By Jennifer Rizzo
While new satellite images show preparations for what is believed to be a coming long-range missile launch by North Korea, a second attempt in 2012 would be unprecedented, a top satellite image analyst told Security Clearance.
There have been four launches of this scale since 1998, including a failed attempt in April of this year. A second launch in 2012 would be the first time North Korea has launched two systems of this class, their largest missile class, in less than three years.
"The fact that they are now apparently preparing for a second launch in 2012 indicated that the decision to do this was made at the highest level," said DigitalGlobe analyst Joe Bermudez.
The North Koreans are looking for "maximum political impact" domestically, regionally and internationally with a test launch such as this, according to Bermudez, calling it a "very politically motivated event."
The timing of a launch at the end of this year would coincide with many consequential events, said Bermudez.
South Korea will be launching a rocket into space by the end of this week. North Korea and Japan will be holding another set of bilateral talks early in December and the South Korean presidential election will take place in less than a month. North Korea watchers say new leader Kim Jung Un may be responding to internal political pressure from hard-liners to send a message.

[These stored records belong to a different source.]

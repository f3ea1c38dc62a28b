//! In-memory snapshot repository for testing.
//!
//! Snapshots are encoded with MessagePack exactly as on disk, so a value that
//! survives this repository also survives [`super::MsgPackRepository`].

use std::{
    collections::HashMap,
    path::{Path, PathBuf},
    sync::{Arc, Mutex, MutexGuard},
};

use serde::{Serialize, de::DeserializeOwned};

use crate::{Result, error::Error, ports::SnapshotRepository};

/// In-memory repository for testing.
///
/// # Thread Safety
///
/// This repository can be cloned and shared across threads. All clones share
/// the same underlying storage.
#[derive(Debug, Clone, Default)]
pub struct InMemoryRepository {
    storage: Arc<Mutex<HashMap<PathBuf, Vec<u8>>>>,
}

impl InMemoryRepository {
    pub fn new() -> Self {
        Self::default()
    }

    /// Number of snapshots currently stored.
    pub fn count(&self) -> usize {
        self.storage().len()
    }

    pub fn clear(&self) {
        self.storage().clear();
    }

    pub fn contains(&self, path: &Path) -> bool {
        self.storage().contains_key(path)
    }

    fn storage(&self) -> MutexGuard<'_, HashMap<PathBuf, Vec<u8>>> {
        self.storage.lock().unwrap_or_else(|poisoned| poisoned.into_inner())
    }
}

impl<T> SnapshotRepository<T> for InMemoryRepository
where
    T: Serialize + DeserializeOwned,
{
    fn save(&self, snapshot: &T, path: &Path) -> Result<()> {
        let bytes = rmp_serde::to_vec(snapshot).map_err(|e| Error::SerializationContext {
            operation: "serialize snapshot for in-memory storage".to_string(),
            message: e.to_string(),
        })?;

        self.storage().insert(path.to_path_buf(), bytes);
        Ok(())
    }

    fn load(&self, path: &Path) -> Result<T> {
        let storage = self.storage();
        let bytes = storage.get(path).ok_or_else(|| Error::SnapshotNotFound {
            path: path.display().to_string(),
        })?;

        rmp_serde::from_slice(bytes).map_err(|e| Error::SerializationContext {
            operation: "deserialize snapshot from in-memory storage".to_string(),
            message: e.to_string(),
        })
    }
}

#[cfg(test)]
mod tests {
    use super::*;

    #[test]
    fn test_in_memory_save_and_load() {
        let repo = InMemoryRepository::new();
        let path = Path::new("policy");

        assert_eq!(repo.count(), 0);
        assert!(!repo.contains(path));

        repo.save(&vec![(1, -2.5), (2, -7.0)], path).unwrap();
        assert_eq!(repo.count(), 1);
        assert!(repo.contains(path));

        let loaded: Vec<(i32, f64)> = repo.load(path).unwrap();
        assert_eq!(loaded, vec![(1, -2.5), (2, -7.0)]);
    }

    #[test]
    fn test_load_nonexistent_returns_error() {
        let repo = InMemoryRepository::new();
        let result: Result<Vec<u8>> = repo.load(Path::new("nonexistent"));
        assert!(matches!(result, Err(Error::SnapshotNotFound { .. })));
    }

    #[test]
    fn test_clear_removes_all() {
        let repo = InMemoryRepository::new();
        repo.save(&1u8, Path::new("a")).unwrap();
        repo.save(&2u8, Path::new("b")).unwrap();
        assert_eq!(repo.count(), 2);

        repo.clear();
        assert_eq!(repo.count(), 0);
    }

    #[test]
    fn test_clone_shares_storage() {
        let repo1 = InMemoryRepository::new();
        let repo2 = repo1.clone();

        repo1.save(&"shared".to_string(), Path::new("shared")).unwrap();
        let loaded: String = repo2.load(Path::new("shared")).unwrap();

        assert_eq!(loaded, "shared");
        assert_eq!(repo2.count(), 1);
    }
}
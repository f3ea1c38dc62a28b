//! Integer grid coordinates shared by every environment in the crate.

use std::{fmt, ops::Add};

use serde::{Deserialize, Serialize};

/// A cell on an integer grid.
///
/// Compared, ordered and hashed by value, so it can be used directly as a
/// set member or map key. Ordering is by `x` first, then `y`.
#[derive(
    Debug, Clone, Copy, PartialEq, Eq, Hash, PartialOrd, Ord, Default, Serialize, Deserialize,
)]
pub struct Coordinate {
    pub x: i32,
    pub y: i32,
}

impl Coordinate {
    pub const fn new(x: i32, y: i32) -> Self {
        Self { x, y }
    }

    /// Chebyshev (king-move) distance between two cells.
    pub fn chebyshev_distance(self, other: Coordinate) -> i32 {
        (self.x - other.x).abs().max((self.y - other.y).abs())
    }

    /// Manhattan distance between two cells.
    pub fn manhattan_distance(self, other: Coordinate) -> i32 {
        (self.x - other.x).abs() + (self.y - other.y).abs()
    }
}

impl From<(i32, i32)> for Coordinate {
    fn from((x, y): (i32, i32)) -> Self {
        Self { x, y }
    }
}

impl Add for Coordinate {
    type Output = Coordinate;

    fn add(self, rhs: Coordinate) -> Coordinate {
        Coordinate::new(self.x + rhs.x, self.y + rhs.y)
    }
}

impl fmt::Display for Coordinate {
    fn fmt(&self, f: &mut fmt::Formatter<'_>) -> fmt::Result {
        write!(f, "({}, {})", self.x, self.y)
    }
}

Details of a new satellite images released in the past few days, including one shot earlier this week, show increased activity at North Korea's Sohae Satellite Launch Station, suggesting a new launch could be possible in the next few weeks, according to DigitalGlobe. The United States has seen activity on the launch pad but does not believe a launch is imminent, U.S. military sources told CNN's Barbara Starr.
The newest image at North Korea's Sohae Satellite Launch Station was taken on November 26 and shows similar preparations as was witnessed ahead of the failed April 13th attempt to launch a satellite on top of a long-range missile, the DigitalGlobe analysis concludes
Trucks, people, and numerous portable fuel tanks are visible in the images. A new tent has also been erected, pointing to workers on multiple shifts.
"Because the North Korean ballistic missile and space program is small in nature, there is not a lot of normal everyday activity at these facilities, so when you see something that is different from that norm you tend to watch it with greater interest," said Bermudez.
The United States has yet to see a missile on the launch pad, said one of the sources, speaking on the condition no name be used because the source was not authorized to speak to the media about North Korea intelligence. The source added that if there was a launch, it would likely be a long-range missile such as the Taepodong-2 because the Sohae site is a long-range missile launch pad.
North Korea claims it is just trying to launch satellites into space during these tests, but the technology could be used for long-range strike capability.
"While it publicly is stating it is trying to launch a satellite for scientific reasons, we believe the underlying motivation is to develop a intercontinental ballistic missile capable of striking the United States," said Bermudez. "The same technology that you use to place an object into orbit is the same technology that you use for a ballistic missile."